Collected data

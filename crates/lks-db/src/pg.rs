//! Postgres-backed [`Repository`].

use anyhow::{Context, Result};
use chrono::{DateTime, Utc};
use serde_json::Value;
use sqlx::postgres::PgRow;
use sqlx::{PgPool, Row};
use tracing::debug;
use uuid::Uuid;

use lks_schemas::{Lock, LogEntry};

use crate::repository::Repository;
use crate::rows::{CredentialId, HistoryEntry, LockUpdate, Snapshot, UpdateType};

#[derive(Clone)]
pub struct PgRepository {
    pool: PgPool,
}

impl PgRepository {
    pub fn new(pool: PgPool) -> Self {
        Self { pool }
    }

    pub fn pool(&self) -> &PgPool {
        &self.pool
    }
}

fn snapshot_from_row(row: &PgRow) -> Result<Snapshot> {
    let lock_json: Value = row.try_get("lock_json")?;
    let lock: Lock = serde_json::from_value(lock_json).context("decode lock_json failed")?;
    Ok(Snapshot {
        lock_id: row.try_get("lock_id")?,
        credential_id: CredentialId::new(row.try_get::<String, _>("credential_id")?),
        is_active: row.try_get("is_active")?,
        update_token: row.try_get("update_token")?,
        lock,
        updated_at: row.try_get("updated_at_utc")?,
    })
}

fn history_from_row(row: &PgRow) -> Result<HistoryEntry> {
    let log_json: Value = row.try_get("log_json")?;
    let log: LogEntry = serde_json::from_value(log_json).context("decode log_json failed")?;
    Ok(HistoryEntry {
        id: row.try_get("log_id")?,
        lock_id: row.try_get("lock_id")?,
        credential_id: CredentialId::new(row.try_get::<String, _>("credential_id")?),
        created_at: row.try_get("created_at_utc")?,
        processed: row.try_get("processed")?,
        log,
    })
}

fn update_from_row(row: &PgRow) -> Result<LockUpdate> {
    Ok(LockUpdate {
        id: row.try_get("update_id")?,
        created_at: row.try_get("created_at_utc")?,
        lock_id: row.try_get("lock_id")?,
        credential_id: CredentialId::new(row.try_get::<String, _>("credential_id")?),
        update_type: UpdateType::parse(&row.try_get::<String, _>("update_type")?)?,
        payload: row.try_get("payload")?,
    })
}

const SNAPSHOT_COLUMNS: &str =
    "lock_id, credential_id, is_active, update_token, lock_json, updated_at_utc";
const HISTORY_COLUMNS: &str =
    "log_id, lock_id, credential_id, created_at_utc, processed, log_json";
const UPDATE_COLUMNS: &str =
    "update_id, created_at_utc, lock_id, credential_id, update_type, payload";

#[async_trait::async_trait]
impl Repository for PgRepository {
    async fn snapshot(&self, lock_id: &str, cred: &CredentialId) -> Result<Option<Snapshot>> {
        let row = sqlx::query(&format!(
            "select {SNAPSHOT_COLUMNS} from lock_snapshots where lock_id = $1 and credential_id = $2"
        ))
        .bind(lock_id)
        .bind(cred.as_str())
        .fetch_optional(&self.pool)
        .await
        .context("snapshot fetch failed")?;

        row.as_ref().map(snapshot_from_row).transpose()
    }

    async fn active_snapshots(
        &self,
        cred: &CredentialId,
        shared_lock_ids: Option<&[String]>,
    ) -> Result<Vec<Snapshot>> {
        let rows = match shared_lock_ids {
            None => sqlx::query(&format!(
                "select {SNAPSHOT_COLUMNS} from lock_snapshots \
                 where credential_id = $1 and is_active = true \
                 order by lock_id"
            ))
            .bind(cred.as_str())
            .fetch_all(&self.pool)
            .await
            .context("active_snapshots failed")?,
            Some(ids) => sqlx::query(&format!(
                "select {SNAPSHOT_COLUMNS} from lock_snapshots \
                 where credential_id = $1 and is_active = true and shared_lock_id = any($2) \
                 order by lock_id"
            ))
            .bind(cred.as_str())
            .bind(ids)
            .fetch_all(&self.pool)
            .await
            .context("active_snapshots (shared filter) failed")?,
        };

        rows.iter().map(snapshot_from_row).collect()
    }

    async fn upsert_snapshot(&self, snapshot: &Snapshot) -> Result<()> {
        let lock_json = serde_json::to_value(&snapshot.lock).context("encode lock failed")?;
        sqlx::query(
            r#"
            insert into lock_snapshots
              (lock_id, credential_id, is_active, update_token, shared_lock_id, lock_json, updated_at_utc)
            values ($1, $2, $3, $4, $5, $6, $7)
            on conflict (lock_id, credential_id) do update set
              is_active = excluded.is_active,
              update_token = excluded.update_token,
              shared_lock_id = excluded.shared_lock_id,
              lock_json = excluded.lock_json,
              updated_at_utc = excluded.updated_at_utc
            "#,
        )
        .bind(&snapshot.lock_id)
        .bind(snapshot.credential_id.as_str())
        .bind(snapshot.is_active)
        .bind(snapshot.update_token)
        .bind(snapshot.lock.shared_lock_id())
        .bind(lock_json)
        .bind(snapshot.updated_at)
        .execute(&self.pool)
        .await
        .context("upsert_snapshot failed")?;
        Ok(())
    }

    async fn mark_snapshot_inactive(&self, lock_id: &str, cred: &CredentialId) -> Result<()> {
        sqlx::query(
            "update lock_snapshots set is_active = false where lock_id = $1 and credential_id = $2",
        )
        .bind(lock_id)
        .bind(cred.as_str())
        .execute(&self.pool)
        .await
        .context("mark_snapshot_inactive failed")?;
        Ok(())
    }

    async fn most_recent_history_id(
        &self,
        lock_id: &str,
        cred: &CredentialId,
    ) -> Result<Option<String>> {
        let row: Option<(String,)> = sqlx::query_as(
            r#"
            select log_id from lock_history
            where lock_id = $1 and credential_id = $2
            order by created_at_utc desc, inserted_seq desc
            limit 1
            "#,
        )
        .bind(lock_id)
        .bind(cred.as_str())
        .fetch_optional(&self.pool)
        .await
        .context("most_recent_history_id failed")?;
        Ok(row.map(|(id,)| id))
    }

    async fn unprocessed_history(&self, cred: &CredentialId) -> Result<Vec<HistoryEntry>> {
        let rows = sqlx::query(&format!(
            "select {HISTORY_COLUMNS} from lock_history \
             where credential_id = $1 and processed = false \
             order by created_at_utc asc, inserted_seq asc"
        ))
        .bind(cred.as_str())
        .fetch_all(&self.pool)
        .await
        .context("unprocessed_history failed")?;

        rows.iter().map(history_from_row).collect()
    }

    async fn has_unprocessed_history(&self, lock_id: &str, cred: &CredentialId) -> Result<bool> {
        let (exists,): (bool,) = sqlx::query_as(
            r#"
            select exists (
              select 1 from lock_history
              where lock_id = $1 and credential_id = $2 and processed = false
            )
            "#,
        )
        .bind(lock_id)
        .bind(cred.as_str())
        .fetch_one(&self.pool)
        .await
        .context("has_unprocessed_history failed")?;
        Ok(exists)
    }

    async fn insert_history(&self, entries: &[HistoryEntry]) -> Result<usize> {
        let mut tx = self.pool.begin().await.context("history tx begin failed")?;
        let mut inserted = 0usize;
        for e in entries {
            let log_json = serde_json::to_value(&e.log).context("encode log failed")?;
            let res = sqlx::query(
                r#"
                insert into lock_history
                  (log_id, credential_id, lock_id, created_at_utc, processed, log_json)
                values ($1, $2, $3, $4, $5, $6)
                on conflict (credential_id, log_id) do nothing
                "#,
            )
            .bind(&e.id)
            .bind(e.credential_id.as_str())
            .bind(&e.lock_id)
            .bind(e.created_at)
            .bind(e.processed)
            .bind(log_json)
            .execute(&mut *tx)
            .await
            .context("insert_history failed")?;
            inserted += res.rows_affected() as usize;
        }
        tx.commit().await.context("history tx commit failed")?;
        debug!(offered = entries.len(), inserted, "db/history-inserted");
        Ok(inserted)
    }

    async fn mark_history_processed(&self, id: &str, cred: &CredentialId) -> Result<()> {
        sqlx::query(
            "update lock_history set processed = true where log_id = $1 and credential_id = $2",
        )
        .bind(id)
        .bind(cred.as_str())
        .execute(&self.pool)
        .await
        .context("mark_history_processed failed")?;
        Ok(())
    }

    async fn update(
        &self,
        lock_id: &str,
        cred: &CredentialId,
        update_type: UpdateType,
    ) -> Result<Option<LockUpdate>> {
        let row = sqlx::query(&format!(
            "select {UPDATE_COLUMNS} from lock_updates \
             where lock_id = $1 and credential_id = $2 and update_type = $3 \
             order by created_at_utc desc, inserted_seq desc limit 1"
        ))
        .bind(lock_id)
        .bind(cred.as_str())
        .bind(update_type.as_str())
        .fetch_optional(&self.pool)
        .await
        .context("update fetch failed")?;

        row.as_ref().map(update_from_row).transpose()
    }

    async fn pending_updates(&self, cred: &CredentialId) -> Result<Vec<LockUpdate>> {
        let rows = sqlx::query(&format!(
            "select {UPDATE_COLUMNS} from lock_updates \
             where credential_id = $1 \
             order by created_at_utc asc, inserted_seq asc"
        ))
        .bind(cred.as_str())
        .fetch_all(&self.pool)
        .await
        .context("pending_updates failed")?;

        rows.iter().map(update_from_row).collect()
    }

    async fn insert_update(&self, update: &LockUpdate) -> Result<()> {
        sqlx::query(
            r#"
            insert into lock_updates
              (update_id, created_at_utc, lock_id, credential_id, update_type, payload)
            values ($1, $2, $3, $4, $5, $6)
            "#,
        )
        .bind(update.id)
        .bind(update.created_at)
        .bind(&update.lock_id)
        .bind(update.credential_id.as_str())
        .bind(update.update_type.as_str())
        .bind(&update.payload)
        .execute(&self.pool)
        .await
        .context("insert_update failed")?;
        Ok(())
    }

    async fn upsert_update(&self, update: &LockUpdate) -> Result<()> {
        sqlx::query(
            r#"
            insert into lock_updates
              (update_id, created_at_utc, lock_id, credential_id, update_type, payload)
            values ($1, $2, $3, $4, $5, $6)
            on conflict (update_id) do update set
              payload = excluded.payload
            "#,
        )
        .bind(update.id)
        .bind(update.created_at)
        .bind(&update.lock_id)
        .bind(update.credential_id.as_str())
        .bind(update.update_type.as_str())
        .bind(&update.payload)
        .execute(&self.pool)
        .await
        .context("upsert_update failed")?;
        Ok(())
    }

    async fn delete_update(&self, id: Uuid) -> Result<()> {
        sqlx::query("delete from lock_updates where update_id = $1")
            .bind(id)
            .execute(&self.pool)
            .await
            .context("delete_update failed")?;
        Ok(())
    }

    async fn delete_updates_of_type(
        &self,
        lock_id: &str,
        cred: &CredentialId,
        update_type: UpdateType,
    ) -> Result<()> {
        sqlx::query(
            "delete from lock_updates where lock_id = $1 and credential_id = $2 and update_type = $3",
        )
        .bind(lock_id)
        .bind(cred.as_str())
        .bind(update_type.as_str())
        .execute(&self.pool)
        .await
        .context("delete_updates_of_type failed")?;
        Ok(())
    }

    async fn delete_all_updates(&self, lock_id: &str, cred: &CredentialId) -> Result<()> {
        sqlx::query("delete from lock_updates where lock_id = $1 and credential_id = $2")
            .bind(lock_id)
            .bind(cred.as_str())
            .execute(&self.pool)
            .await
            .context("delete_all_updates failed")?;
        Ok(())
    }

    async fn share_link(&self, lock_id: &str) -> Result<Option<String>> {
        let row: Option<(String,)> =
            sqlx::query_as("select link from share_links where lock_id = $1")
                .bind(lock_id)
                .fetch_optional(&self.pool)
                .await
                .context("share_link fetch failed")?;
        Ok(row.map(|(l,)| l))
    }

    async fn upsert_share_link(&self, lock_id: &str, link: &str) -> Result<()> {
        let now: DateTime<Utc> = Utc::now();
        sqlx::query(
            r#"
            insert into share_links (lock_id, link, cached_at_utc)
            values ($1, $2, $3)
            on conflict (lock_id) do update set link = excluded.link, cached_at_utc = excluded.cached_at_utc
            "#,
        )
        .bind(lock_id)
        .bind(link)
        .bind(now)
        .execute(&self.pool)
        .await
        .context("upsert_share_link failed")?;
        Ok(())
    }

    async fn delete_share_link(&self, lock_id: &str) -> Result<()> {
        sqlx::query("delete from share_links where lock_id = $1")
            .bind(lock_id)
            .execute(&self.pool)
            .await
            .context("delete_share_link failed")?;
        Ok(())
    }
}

WHAT YOU ARE ASKED TO DO =
Could you state how many lines in the entries contain the word "PgPool"? Reply with nothing but the number.

WORKED SOLUTION =
4